JoVE Journal > Biology
Summary
Abstract
Protocol
Discussion
Divulgazioni
Acknowledgements
Materials
Riferimenti
Please note that all translations are automatically generated. Click here for the English version.
Biologia

Odak Ca 2 + Geçici Algılama

Published: June 29, 2009
doi:
10.3791/1247
, ,
1Department of Pharmacology,University of Oxford

Summary

Yüksek çözünürlüklü Ca Detayları yöntemleri<sup> 2 +</sup> Görüntüleme: izole organları, içinde düz kas doku, görüntü toplama ve veri analizi hazırlanması.

Abstract

Ca 2 + görüntüleme düz kas membran potansiyeli değişiklikleri, iç mağazalardan Ca 2 + gibi serbest bırakılması gibi neden olmayabilir hücresel mekanizmaları içine fikir verir ve birden fazla hücreyi aynı anda izlenebilir, örneğin, değerlendirmek için izin , kaplin sinsityal doku.

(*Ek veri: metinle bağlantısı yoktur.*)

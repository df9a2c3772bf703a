//! Common types for mqtt3.

use bytes::Bytes;

use crate::error::{Error, Result};

/// Quality of Service level.
#[derive(Debug, Clone, Copy, PartialEq, Eq, PartialOrd, Ord, Default, serde::Serialize, serde::Deserialize)]
pub enum QoS {
    /// At most once delivery (fire and forget).
    #[default]
    AtMostOnce = 0,
    /// At least once delivery (PUBLISH / PUBACK).
    AtLeastOnce = 1,
    /// Exactly once delivery (PUBLISH / PUBREC / PUBREL / PUBCOMP).
    ExactlyOnce = 2,
}

impl QoS {
    pub fn from_u8(value: u8) -> Option<Self> {
        match value {
            0 => Some(QoS::AtMostOnce),
            1 => Some(QoS::AtLeastOnce),
            2 => Some(QoS::ExactlyOnce),
            _ => None,
        }
    }
}

/// MQTT control packet type (high nibble of the fixed header).
#[derive(Debug, Clone, Copy, PartialEq, Eq)]
pub enum PacketType {
    Connect = 1,
    ConnAck = 2,
    Publish = 3,
    PubAck = 4,
    PubRec = 5,
    PubRel = 6,
    PubComp = 7,
    Subscribe = 8,
    SubAck = 9,
    Unsubscribe = 10,
    UnsubAck = 11,
    PingReq = 12,
    PingResp = 13,
    Disconnect = 14,
}

impl PacketType {
    pub fn from_u8(value: u8) -> Option<Self> {
        match value {
            1 => Some(PacketType::Connect),
            2 => Some(PacketType::ConnAck),
            3 => Some(PacketType::Publish),
            4 => Some(PacketType::PubAck),
            5 => Some(PacketType::PubRec),
            6 => Some(PacketType::PubRel),
            7 => Some(PacketType::PubComp),
            8 => Some(PacketType::Subscribe),
            9 => Some(PacketType::SubAck),
            10 => Some(PacketType::Unsubscribe),
            11 => Some(PacketType::UnsubAck),
            12 => Some(PacketType::PingReq),
            13 => Some(PacketType::PingResp),
            14 => Some(PacketType::Disconnect),
            _ => None,
        }
    }

    /// The fixed-header flag nibble mandated by MQTT 3.1.1, or `None`
    /// for PUBLISH whose flags carry dup/qos/retain.
    pub fn reserved_flags(self) -> Option<u8> {
        match self {
            PacketType::Publish => None,
            PacketType::PubRel | PacketType::Subscribe | PacketType::Unsubscribe => Some(0x02),
            _ => Some(0x00),
        }
    }
}

/// Parsed fixed header.
#[derive(Debug, Clone, Copy)]
pub struct FixedHeader {
    pub packet_type: PacketType,
    pub flags: u8,
    pub remaining_length: u32,
    /// Bytes consumed by the fixed header itself (1 + length of the
    /// variable-length remaining length field).
    pub header_length: usize,
}

/// CONNECT variable-header flag byte.
#[derive(Debug, Clone, Copy, Default)]
pub struct ConnectFlags {
    pub clean_session: bool,
    pub will: bool,
    pub will_qos: QoS,
    pub will_retain: bool,
    pub username: bool,
    pub password: bool,
}

impl ConnectFlags {
    /// Decode the flag byte, enforcing [MQTT-3.1.2-3] (reserved bit zero),
    /// [MQTT-3.1.2-14/15] (will qos/retain zero without will flag) and
    /// [MQTT-3.1.2-22] (password requires username).
    pub fn decode(byte: u8) -> Result<Self> {
        if byte & 0x01 != 0 {
            return Err(Error::MalformedPacket("connect reserved flag set"));
        }
        let will = byte & 0x04 != 0;
        let will_qos_raw = (byte >> 3) & 0x03;
        let will_qos = QoS::from_u8(will_qos_raw).ok_or(Error::InvalidQoS(will_qos_raw))?;
        let will_retain = byte & 0x20 != 0;
        if !will && (will_qos != QoS::AtMostOnce || will_retain) {
            return Err(Error::MalformedPacket("will qos/retain without will flag"));
        }
        let username = byte & 0x80 != 0;
        let password = byte & 0x40 != 0;
        if password && !username {
            return Err(Error::MalformedPacket("password flag without username flag"));
        }
        Ok(ConnectFlags {
            clean_session: byte & 0x02 != 0,
            will,
            will_qos,
            will_retain,
            username,
            password,
        })
    }

    pub fn encode(&self) -> u8 {
        let mut byte = 0u8;
        if self.clean_session {
            byte |= 0x02;
        }
        if self.will {
            byte |= 0x04;
            byte |= (self.will_qos as u8) << 3;
            if self.will_retain {
                byte |= 0x20;
            }
        }
        if self.password {
            byte |= 0x40;
        }
        if self.username {
            byte |= 0x80;
        }
        byte
    }
}

/// CONNACK return code, exact wire values per MQTT 3.1.1.
#[derive(Debug, Clone, Copy, PartialEq, Eq)]
pub enum ConnectReturnCode {
    Accepted = 0,
    UnacceptableProtocolVersion = 1,
    IdentifierRejected = 2,
    ServerUnavailable = 3,
    BadUsernameOrPassword = 4,
    NotAuthorized = 5,
}

impl ConnectReturnCode {
    pub fn from_u8(value: u8) -> Option<Self> {
        match value {
            0 => Some(ConnectReturnCode::Accepted),
            1 => Some(ConnectReturnCode::UnacceptableProtocolVersion),
            2 => Some(ConnectReturnCode::IdentifierRejected),
            3 => Some(ConnectReturnCode::ServerUnavailable),
            4 => Some(ConnectReturnCode::BadUsernameOrPassword),
            5 => Some(ConnectReturnCode::NotAuthorized),
            _ => None,
        }
    }
}

/// An application message as routed between sessions.
///
/// One `Message` may produce many PUBLISH packets (one per matching
/// subscriber), each with its own packet id and downgraded QoS.
#[derive(Debug, Clone)]
pub struct Message {
    /// Topic name.
    pub topic: String,
    /// Message payload.
    pub payload: Bytes,
    /// Quality of service level.
    pub qos: QoS,
    /// Retain flag.
    pub retain: bool,
}

impl Message {
    /// Create a new QoS 0 message.
    pub fn new(topic: impl Into<String>, payload: impl Into<Bytes>) -> Self {
        Self {
            topic: topic.into(),
            payload: payload.into(),
            qos: QoS::AtMostOnce,
            retain: false,
        }
    }

    /// Set the QoS level.
    pub fn with_qos(mut self, qos: QoS) -> Self {
        self.qos = qos;
        self
    }

    /// Set the retain flag.
    pub fn with_retain(mut self, retain: bool) -> Self {
        self.retain = retain;
        self
    }
}

/// Last Will and Testament declared at CONNECT time.
#[derive(Debug, Clone, PartialEq)]
pub struct Will {
    pub topic: String,
    pub payload: Bytes,
    pub qos: QoS,
    pub retain: bool,
}

impl Will {
    pub fn new(topic: impl Into<String>, payload: impl Into<Bytes>, qos: QoS, retain: bool) -> Self {
        Self {
            topic: topic.into(),
            payload: payload.into(),
            qos,
            retain,
        }
    }

    pub(crate) fn into_message(self) -> Message {
        Message {
            topic: self.topic,
            payload: self.payload,
            qos: self.qos,
            retain: self.retain,
        }
    }
}

/// Validate a topic name as used in PUBLISH: non-empty, no wildcards, no NUL.
pub fn validate_topic_name(topic: &str) -> Result<()> {
    if topic.is_empty() {
        return Err(Error::ProtocolViolation("empty topic name".to_string()));
    }
    if topic.contains(['+', '#']) {
        return Err(Error::ProtocolViolation(format!(
            "wildcard in topic name: {topic}"
        )));
    }
    if topic.contains('\0') {
        return Err(Error::InvalidUtf8);
    }
    Ok(())
}

/// Validate a topic filter as used in SUBSCRIBE: `#` only as the final
/// level, `+` and `#` alone in their level, no NUL.
pub fn validate_topic_filter(filter: &str) -> Result<()> {
    if filter.is_empty() {
        return Err(Error::ProtocolViolation("empty topic filter".to_string()));
    }
    if filter.contains('\0') {
        return Err(Error::InvalidUtf8);
    }
    let levels: Vec<&str> = filter.split('/').collect();
    for (i, level) in levels.iter().enumerate() {
        if level.contains('#') {
            if *level != "#" || i != levels.len() - 1 {
                return Err(Error::ProtocolViolation(format!(
                    "'#' must be the final level: {filter}"
                )));
            }
        }
        if level.contains('+') && *level != "+" {
            return Err(Error::ProtocolViolation(format!(
                "'+' must occupy a whole level: {filter}"
            )));
        }
    }
    Ok(())
}

#[cfg(test)]
mod tests {
    use super::*;

    #[test]
    fn test_connect_flags_roundtrip() {
        let flags = ConnectFlags {
            clean_session: true,
            will: true,
            will_qos: QoS::AtLeastOnce,
            will_retain: true,
            username: true,
            password: true,
        };
        let decoded = ConnectFlags::decode(flags.encode()).unwrap();
        assert!(decoded.clean_session);
        assert!(decoded.will);
        assert_eq!(decoded.will_qos, QoS::AtLeastOnce);
        assert!(decoded.will_retain);
        assert!(decoded.username);
        assert!(decoded.password);
    }

    #[test]
    fn test_connect_flags_reserved_bit() {
        assert!(ConnectFlags::decode(0x01).is_err());
    }

    #[test]
    fn test_connect_flags_password_without_username() {
        assert!(ConnectFlags::decode(0x40).is_err());
    }

    #[test]
    fn test_connect_flags_will_qos_without_will() {
        assert!(ConnectFlags::decode(0x08).is_err());
    }

    #[test]
    fn test_validate_topic_name() {
        assert!(validate_topic_name("a/b/c").is_ok());
        assert!(validate_topic_name("a/+/c").is_err());
        assert!(validate_topic_name("a/#").is_err());
        assert!(validate_topic_name("").is_err());
    }

    #[test]
    fn test_validate_topic_filter() {
        assert!(validate_topic_filter("a/+/c").is_ok());
        assert!(validate_topic_filter("a/#").is_ok());
        assert!(validate_topic_filter("#").is_ok());
        assert!(validate_topic_filter("a/#/c").is_err());
        assert!(validate_topic_filter("a/b#").is_err());
        assert!(validate_topic_filter("a/b+/c").is_err());
        assert!(validate_topic_filter("").is_err());
    }
}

Hücre içi Ca 2 + transientler düz kas yaygındır, ama doğru bir şekilde ölçmek için zor bir organ bakış genellikle geniş bir alan üzerinde, kendi stokastik oluşumu kaynaklanan sorunlar nedeniyle bu sözleşme eğilimli. Bu sorunu aşmak için, biz, otomatik bir biçimde, bu tür olayların sıklığı, yeri ve genlik kazanmak ve daha sonra analiz etmek için bir dizi görüntüleme protokolleri ve analiz rutinleri geliştirdik. Bu yaklaşım, başka bağlamlarda uygulanabilir olsa da, kendi yerel purinerjik Ca 2 algılama içerir Mikronaltı çözünürlüğe sahip verici sürümü bulmak için transientler .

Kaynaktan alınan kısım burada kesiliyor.